Cecilia: I really loved Meet Fred by Hijinx Theater in association with Blind Summit. I’ve really enjoyed the work by Blind Summit that I’ve seen in the past, but the collaboration with Hijinx and the themes of how a person with a disability navigates the world were extra powerful. I was laughing the whole time, just on the edge of crying. It really made me think.

Besides seeing the shows, we also went to some different workshops. Which ones did you do and which were the most helpful?

Genna Beth: I learned about silicone, writing grants for funding puppetry, and about race, gender, and sexuality in puppetry. Learning about silicone opened me up to new possibilities for crafting puppets, but I think the one that stimulated my mind the most was the one on race, gender and sexuality. I think everyone in the workshop was white and many talked about mistakes they’ve made with appropriation. Who should be telling what stories? And for me it raised a questions about taking on work to build puppets for stories that aren’t mine to tell. You were going to come to that workshop too but hung back at the writing grants one to talk more with that presenter individually. What did you learn?
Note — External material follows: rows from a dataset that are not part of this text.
mod desktop;
mod singleton;
mod timer;

use std::sync::Arc;
use std::thread::JoinHandle;

use anyhow::Result;
use chrono::{Duration, Utc};
use clap::Parser;
use classbell_core::anchor::AnchorManager;
use classbell_core::clock::SystemClock;
use classbell_core::config::BellConfig;
use classbell_core::delivery::Dispatcher;
use classbell_core::planner::TriggerPlanner;
use classbell_core::render::Renderer;
use classbell_core::schedule::Scheduler;
use classbell_core::store::Store;
use classbell_core::trigger::Trigger;
use tokio::sync::mpsc::{self, UnboundedReceiver};
use tracing_subscriber::EnvFilter;

use crate::desktop::DesktopRenderer;
use crate::singleton::InstanceLock;
use crate::timer::TokioTimer;

/// Triggers further out than this are left for a later sync.
const TIMER_HORIZON_DAYS: i64 = 366;

#[derive(Parser)]
#[command(name = "classbell-notify")]
#[command(about = "Deliver classbell reminders and live event notifications")]
struct Cli {
    /// Seconds between reloads of the schedule from disk
    #[arg(long, default_value_t = 60)]
    interval: u64,
}

#[tokio::main]
async fn main() -> Result<()> {
    tracing_subscriber::fmt()
        .with_env_filter(
            EnvFilter::try_from_env("CLASSBELL_LOG").unwrap_or_else(|_| EnvFilter::new("info")),
        )
        .with_writer(std::io::stderr)
        .init();

    let cli = Cli::parse();
    let config = BellConfig::load()?;
    let store = config.store();
    let lock = InstanceLock::acquire(store.dir())?;
    let tz = config.tz();
    tracing::info!(
        data = %store.dir().display(),
        lock = %lock.path().display(),
        %tz,
        "classbell-notify starting"
    );

    let horizon = Duration::days(TIMER_HORIZON_DAYS);
    let (fired_tx, fired_rx) = mpsc::unbounded_channel::<Trigger>();
    let timer = Arc::new(TokioTimer::new(
        tokio::runtime::Handle::current(),
        fired_tx,
        horizon,
    ));

    let renderer: Arc<dyn Renderer> = Arc::new(DesktopRenderer::new());
    let anchors = Arc::new(AnchorManager::new(renderer.clone()));
    let dispatcher = Dispatcher::new(anchors.clone(), renderer.clone());

    spawn_delivery(dispatcher, fired_rx)?;

    let planner = TriggerPlanner::new(timer.clone(), Arc::new(SystemClock), tz)
        .with_live(config.live_activity)
        .with_horizon(horizon);
    let mut scheduler = Scheduler::new(planner, config.course_reminders.clone(), config.plan_days)
        .with_anchors(anchors.clone());

    let mut reload = tokio::time::interval(std::time::Duration::from_secs(cli.interval.max(1)));

    loop {
        tokio::select! {
            _ = reload.tick() => {
                if let Err(e) = resync(&store, &mut scheduler) {
                    tracing::warn!(error = %e, "Could not reload schedule");
                }
                tracing::debug!(pending = timer.pending(), "Timers pending");
            }
            _ = tokio::signal::ctrl_c() => {
                tracing::info!("Shutting down");
                break;
            }
        }
    }

    for id in anchors.live() {
        anchors.end(&id);
    }

    Ok(())
}

/// Rendering talks to the notification server synchronously, so fired
/// triggers are delivered on their own thread, one at a time and in firing
/// order. The thread exits once every sender is gone.
fn spawn_delivery(
    dispatcher: Dispatcher,
    mut fired: UnboundedReceiver<Trigger>,
) -> std::io::Result<JoinHandle<()>> {
    std::thread::Builder::new()
        .name("classbell-deliver".into())
        .spawn(move || {
            while let Some(trigger) = fired.blocking_recv() {
                dispatcher.deliver(&trigger);
            }
        })
}

fn resync(store: &Store, scheduler: &mut Scheduler) -> Result<()> {
    let courses = store.courses()?;
    let events = store.events()?;
    let term = store.term()?;

    let today = Utc::now().with_timezone(&scheduler.planner().timezone()).date_naive();
    let upcoming = scheduler.upcoming(&courses, &events, &term, today);
    scheduler.sync(upcoming);
    Ok(())
}

#[cfg(test)]
mod tests {
    use super::*;
    use classbell_core::error::BellResult;
    use classbell_core::render::RenderCapabilities;
    use classbell_core::trigger::{TriggerKey, TriggerKind, TriggerPayload};
    use std::sync::Mutex;

    #[derive(Default)]
    struct LogRenderer {
        log: Mutex<Vec<(String, Option<String>)>>,
    }

    impl LogRenderer {
        fn push(&self, what: &str) {
            let thread = std::thread::current().name().map(str::to_string);
            self.log.lock().unwrap().push((what.to_string(), thread));
        }
    }

    impl Renderer for LogRenderer {
        fn capabilities(&self) -> RenderCapabilities {
            RenderCapabilities { anchor: true }
        }
        fn render_as_anchor(&self, _slot: u32, payload: &TriggerPayload) -> BellResult<()> {
            self.push(&format!("anchor {}", payload.event_id));
            Ok(())
        }
        fn render_ordinary(&self, _slot: u32, payload: &TriggerPayload) -> BellResult<()> {
            self.push(&format!("ordinary {}", payload.event_id));
            Ok(())
        }
        fn dismiss(&self, _slot: u32) {
            self.push("dismiss");
        }
        fn release_channel(&self) {
            self.push("release");
        }
    }

    fn trigger(id: &str, kind: TriggerKind) -> Trigger {
        let now = Utc::now();
        Trigger {
            key: TriggerKey::new(id, kind),
            at: now,
            payload: TriggerPayload {
                event_id: id.into(),
                title: id.into(),
                location: None,
                time_range: "10:00-11:00".into(),
                label: "In progress".into(),
                code: None,
                starts_at: now,
                ends_at: now,
            },
        }
    }

    #[test]
    fn delivery_thread_keeps_firing_order() {
        let renderer = Arc::new(LogRenderer::default());
        let anchors = Arc::new(AnchorManager::new(renderer.clone()));
        let dispatcher = Dispatcher::new(anchors.clone(), renderer.clone());

        let (tx, rx) = mpsc::unbounded_channel();
        let worker = spawn_delivery(dispatcher, rx).unwrap();
        for kind in [TriggerKind::LiveBegin, TriggerKind::LiveEnd] {
            tx.send(trigger("lab", kind)).unwrap();
        }
        drop(tx);
        worker.join().unwrap();

        assert!(anchors.live().is_empty());
        let log = renderer.log.lock().unwrap().clone();
        let calls: Vec<_> = log.iter().map(|(what, _)| what.as_str()).collect();
        assert_eq!(calls, vec!["anchor lab", "release", "dismiss"]);
        assert!(log.iter().all(|(_, thread)| thread.as_deref() == Some("classbell-deliver")));
    }
}
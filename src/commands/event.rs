use anyhow::Result;
use chrono::Duration;
use clap::Subcommand;
use classbell_core::config::BellConfig;
use classbell_core::event::{Event, EventKind};
use owo_colors::OwoColorize;

use crate::render::Render;
use crate::utils::{parse_day, parse_time};

#[derive(Subcommand)]
pub enum EventCommand {
    /// Create a one-off event
    New {
        title: String,

        /// Day of the event (YYYY-MM-DD, "today" or "tomorrow")
        #[arg(short, long)]
        date: Option<String>,

        /// Start time (HH:MM)
        #[arg(short, long)]
        start: String,

        /// End time (HH:MM); one hour after start when omitted
        #[arg(short, long)]
        end: Option<String>,

        /// Minutes before start to remind (repeatable)
        #[arg(short, long = "remind")]
        remind: Vec<u32>,

        #[arg(short, long)]
        location: Option<String>,

        #[arg(long)]
        note: Option<String>,

        #[arg(long)]
        important: bool,

        /// Pickup or delivery code; makes this a pickup entry
        #[arg(long)]
        pickup: Option<String>,

        /// Where the pickup is (with --pickup)
        #[arg(long, requires = "pickup")]
        platform: Option<String>,
    },
    /// List events
    List,
    /// Delete an event
    Delete { id: String },
}

pub fn run(config: &BellConfig, command: EventCommand) -> Result<()> {
    let store = config.store();

    match command {
        EventCommand::New {
            title,
            date,
            start,
            end,
            remind,
            location,
            note,
            important,
            pickup,
            platform,
        } => {
            let day = parse_day(date.as_deref(), super::today(config))?;
            let start = day.and_time(parse_time(&start)?);
            let end = match end {
                Some(e) => {
                    let end = day.and_time(parse_time(&e)?);
                    // An end before the start wraps past midnight.
                    if end < start { end + Duration::days(1) } else { end }
                }
                None => start + Duration::hours(1),
            };

            let mut event = Event::new(title, start, end);
            event.location = location;
            event.description = note;
            event.important = important;
            event.reminders = remind.into_iter().collect();
            if let Some(code) = pickup {
                event.kind = EventKind::Pickup { code, platform };
            }

            let line = event.render();
            store.add_event(event)?;
            println!("{}", "  Created:".green());
            println!("{line}");
        }
        EventCommand::List => {
            let mut events = store.events()?;
            if events.is_empty() {
                println!("{}", "No events".dimmed());
            }
            events.sort_by(|a, b| {
                (&a.start_date, &a.start_time).cmp(&(&b.start_date, &b.start_time))
            });

            let mut current_date: Option<&str> = None;
            for event in &events {
                if current_date != Some(event.start_date.as_str()) {
                    println!("{}", event.start_date.bold());
                    current_date = Some(&event.start_date);
                }
                println!("{} {}", event.render(), event.id.dimmed());
            }
        }
        EventCommand::Delete { id } => {
            let removed = store.delete_event(&id)?;
            println!("{}", format!("  Deleted: {}", removed.title).red());
        }
    }

    Ok(())
}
Cecilia: I felt a lot better after that workshop, because I learned that my frustration at writing grants for puppet work is something a lot of people share! The presenter, Roxie Myhrum  from Puppet Showplace Theater in Boston, had a lot of concrete tips for how to think about describing puppets in grant applications and marketing materials. I was just sorry that we took so long to get started with that one that we didn’t get through all her slides!

It sounds like we both got a lot out of this weekend in Vermont. Do you think we should go back next year? What other things would you like to try if we return?

Genna Beth: I definitely want to go back next year! We didn’t get to check out the marketplace, so next year I want to make a point of that. Also I got to speak with a few people from across the region but it was hard to find time to get to know more people. So I’d like to find a way to make more friends next year too. You?

Cecilia: I agree with all of that. I wonder if it would be easier to make friends if we performed in one of the showcases or slams. Maybe that would give us a starting point for talking to people?

Genna Beth: YES! Good idea. I think we can have something prepared for the slam next year. I’d really like to make that a goal. Perhaps my lightbulb heads puppet show about depression. But who knows, we have a whole year to figure it out.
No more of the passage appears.